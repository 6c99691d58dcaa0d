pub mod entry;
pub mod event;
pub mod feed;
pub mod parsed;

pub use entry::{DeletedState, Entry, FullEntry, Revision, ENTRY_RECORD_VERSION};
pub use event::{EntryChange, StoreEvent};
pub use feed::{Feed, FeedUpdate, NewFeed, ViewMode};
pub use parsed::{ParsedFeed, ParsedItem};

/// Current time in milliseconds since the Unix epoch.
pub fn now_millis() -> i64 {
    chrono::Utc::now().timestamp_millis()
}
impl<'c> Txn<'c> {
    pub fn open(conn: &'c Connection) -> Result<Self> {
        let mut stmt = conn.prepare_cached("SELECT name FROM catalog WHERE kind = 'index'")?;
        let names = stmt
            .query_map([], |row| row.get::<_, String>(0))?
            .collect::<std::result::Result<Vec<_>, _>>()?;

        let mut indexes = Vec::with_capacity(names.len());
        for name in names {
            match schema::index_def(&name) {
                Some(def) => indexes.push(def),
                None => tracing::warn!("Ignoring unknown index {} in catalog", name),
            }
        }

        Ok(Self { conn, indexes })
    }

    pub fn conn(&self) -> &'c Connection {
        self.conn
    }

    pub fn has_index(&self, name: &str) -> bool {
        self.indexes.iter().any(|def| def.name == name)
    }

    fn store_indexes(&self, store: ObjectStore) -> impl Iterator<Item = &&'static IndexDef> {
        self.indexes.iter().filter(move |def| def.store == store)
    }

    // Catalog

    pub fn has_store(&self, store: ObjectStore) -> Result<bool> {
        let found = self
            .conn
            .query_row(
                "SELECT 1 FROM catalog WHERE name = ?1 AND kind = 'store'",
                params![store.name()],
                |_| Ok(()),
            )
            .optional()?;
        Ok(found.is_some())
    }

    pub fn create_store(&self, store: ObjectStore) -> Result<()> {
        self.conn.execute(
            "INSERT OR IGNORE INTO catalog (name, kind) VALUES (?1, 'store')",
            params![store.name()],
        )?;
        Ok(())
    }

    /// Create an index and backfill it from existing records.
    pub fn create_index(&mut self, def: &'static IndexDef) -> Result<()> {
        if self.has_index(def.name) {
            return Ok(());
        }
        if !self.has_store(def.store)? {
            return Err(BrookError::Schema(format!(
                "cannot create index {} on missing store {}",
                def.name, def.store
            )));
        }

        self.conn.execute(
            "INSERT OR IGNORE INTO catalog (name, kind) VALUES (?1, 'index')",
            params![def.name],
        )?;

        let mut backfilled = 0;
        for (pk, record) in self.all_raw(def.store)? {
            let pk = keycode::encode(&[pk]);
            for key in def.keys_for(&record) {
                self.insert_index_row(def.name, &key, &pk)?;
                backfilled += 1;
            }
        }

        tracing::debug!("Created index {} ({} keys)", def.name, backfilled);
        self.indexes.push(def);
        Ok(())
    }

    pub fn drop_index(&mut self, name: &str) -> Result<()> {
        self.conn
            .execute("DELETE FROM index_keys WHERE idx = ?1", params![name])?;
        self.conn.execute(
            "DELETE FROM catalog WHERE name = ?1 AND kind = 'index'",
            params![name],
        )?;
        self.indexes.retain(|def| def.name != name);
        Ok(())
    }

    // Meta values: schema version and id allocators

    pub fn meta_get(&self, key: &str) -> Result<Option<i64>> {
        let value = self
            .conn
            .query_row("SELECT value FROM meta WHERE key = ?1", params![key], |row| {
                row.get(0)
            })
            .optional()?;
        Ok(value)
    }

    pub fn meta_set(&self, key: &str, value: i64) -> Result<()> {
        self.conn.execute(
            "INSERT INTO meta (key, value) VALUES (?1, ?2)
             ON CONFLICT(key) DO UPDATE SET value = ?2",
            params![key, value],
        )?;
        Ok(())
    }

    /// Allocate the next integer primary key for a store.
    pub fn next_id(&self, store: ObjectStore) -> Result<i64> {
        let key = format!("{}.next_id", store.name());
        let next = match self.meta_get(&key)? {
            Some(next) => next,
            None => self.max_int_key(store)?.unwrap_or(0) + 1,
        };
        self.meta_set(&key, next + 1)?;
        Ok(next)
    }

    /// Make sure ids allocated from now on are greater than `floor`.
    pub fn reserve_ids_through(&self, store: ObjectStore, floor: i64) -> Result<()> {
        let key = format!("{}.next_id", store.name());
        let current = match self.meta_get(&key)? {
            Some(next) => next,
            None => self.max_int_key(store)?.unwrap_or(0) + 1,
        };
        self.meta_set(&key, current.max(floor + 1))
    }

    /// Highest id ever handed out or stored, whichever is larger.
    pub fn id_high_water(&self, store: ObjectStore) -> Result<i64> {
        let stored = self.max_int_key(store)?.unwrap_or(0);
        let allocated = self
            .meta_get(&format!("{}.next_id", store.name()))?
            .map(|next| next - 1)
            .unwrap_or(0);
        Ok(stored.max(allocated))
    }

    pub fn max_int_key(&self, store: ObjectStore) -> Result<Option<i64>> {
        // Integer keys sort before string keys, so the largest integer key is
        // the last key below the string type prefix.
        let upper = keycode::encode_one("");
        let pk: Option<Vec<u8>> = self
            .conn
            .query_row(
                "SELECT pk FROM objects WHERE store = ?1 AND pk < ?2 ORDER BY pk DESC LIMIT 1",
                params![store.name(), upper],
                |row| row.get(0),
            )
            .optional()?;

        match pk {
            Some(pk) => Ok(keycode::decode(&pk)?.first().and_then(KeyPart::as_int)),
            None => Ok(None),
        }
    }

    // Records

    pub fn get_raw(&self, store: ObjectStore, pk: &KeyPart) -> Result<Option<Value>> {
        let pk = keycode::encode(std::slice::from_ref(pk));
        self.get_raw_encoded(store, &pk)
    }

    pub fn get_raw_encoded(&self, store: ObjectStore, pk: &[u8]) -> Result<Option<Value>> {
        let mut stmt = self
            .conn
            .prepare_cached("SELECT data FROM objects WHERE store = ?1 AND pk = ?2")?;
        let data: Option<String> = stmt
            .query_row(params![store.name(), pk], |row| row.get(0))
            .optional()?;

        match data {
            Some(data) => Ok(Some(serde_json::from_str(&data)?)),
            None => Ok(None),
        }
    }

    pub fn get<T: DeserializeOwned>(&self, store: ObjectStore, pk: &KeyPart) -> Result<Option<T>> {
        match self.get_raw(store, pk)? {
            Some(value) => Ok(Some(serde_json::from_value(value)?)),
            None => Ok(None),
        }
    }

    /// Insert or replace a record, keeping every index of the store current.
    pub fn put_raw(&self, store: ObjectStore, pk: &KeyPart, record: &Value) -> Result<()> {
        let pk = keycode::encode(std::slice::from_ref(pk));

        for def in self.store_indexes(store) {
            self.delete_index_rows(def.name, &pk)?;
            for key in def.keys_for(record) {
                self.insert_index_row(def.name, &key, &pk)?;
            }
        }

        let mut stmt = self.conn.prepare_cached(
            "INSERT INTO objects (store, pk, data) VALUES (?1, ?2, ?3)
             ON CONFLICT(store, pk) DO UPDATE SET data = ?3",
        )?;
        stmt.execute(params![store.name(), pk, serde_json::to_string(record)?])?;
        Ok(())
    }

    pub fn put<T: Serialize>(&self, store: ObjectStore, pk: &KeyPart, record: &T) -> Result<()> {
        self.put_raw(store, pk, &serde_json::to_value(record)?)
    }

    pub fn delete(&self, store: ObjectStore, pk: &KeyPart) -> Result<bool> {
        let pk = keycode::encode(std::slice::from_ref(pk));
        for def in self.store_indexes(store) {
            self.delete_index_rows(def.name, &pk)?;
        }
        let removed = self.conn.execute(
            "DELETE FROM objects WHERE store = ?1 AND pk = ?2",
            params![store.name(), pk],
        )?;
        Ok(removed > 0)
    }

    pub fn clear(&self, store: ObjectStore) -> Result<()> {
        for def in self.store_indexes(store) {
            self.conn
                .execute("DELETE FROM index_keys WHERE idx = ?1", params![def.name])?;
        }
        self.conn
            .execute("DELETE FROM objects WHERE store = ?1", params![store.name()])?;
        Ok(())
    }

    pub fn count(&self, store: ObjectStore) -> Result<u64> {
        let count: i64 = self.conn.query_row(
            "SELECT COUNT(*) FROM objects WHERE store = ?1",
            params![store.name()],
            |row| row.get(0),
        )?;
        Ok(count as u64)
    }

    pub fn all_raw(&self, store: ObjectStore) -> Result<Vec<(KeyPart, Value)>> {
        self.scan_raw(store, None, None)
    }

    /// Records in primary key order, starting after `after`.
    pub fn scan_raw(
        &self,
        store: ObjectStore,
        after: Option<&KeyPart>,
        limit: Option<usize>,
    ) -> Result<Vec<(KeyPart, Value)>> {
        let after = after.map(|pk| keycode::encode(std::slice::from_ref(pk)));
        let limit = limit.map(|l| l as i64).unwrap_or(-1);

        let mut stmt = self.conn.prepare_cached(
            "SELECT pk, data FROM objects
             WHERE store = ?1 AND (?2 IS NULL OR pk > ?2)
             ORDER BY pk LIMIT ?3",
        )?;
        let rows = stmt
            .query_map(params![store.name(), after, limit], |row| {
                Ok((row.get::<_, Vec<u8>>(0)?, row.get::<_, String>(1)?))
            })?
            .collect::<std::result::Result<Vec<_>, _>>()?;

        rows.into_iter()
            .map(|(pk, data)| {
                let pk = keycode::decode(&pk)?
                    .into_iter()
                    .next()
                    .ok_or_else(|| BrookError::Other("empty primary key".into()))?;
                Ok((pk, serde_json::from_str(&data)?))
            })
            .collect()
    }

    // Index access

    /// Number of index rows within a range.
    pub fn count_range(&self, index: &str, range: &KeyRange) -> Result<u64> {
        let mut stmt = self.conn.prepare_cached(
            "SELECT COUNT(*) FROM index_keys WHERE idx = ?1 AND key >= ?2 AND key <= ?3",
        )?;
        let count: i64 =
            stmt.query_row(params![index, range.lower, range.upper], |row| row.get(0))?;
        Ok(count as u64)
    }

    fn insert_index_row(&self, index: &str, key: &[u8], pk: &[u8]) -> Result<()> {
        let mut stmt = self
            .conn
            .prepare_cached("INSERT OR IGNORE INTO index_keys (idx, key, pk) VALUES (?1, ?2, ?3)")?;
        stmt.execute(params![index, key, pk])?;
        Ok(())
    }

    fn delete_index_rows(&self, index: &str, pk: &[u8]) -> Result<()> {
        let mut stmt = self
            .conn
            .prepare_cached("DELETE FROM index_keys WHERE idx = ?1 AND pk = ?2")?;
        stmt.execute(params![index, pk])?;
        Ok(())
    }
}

_Problem:_ Quote exactly and only the lines from the one holding "let limit = limit.map(|l|" through the end of the data.

_Result for this exercise:_
        let limit = limit.map(|l| l as i64).unwrap_or(-1);

        let mut stmt = self.conn.prepare_cached(
            "SELECT pk, data FROM objects
             WHERE store = ?1 AND (?2 IS NULL OR pk > ?2)
             ORDER BY pk LIMIT ?3",
        )?;
        let rows = stmt
            .query_map(params![store.name(), after, limit], |row| {
                Ok((row.get::<_, Vec<u8>>(0)?, row.get::<_, String>(1)?))
            })?
            .collect::<std::result::Result<Vec<_>, _>>()?;

        rows.into_iter()
            .map(|(pk, data)| {
                let pk = keycode::decode(&pk)?
                    .into_iter()
                    .next()
                    .ok_or_else(|| BrookError::Other("empty primary key".into()))?;
                Ok((pk, serde_json::from_str(&data)?))
            })
            .collect()
    }

    // Index access

    /// Number of index rows within a range.
    pub fn count_range(&self, index: &str, range: &KeyRange) -> Result<u64> {
        let mut stmt = self.conn.prepare_cached(
            "SELECT COUNT(*) FROM index_keys WHERE idx = ?1 AND key >= ?2 AND key <= ?3",
        )?;
        let count: i64 =
            stmt.query_row(params![index, range.lower, range.upper], |row| row.get(0))?;
        Ok(count as u64)
    }

    fn insert_index_row(&self, index: &str, key: &[u8], pk: &[u8]) -> Result<()> {
        let mut stmt = self
            .conn
            .prepare_cached("INSERT OR IGNORE INTO index_keys (idx, key, pk) VALUES (?1, ?2, ?3)")?;
        stmt.execute(params![index, key, pk])?;
        Ok(())
    }

    fn delete_index_rows(&self, index: &str, pk: &[u8]) -> Result<()> {
        let mut stmt = self
            .conn
            .prepare_cached("DELETE FROM index_keys WHERE idx = ?1 AND pk = ?2")?;
        stmt.execute(params![index, pk])?;
        Ok(())
    }
}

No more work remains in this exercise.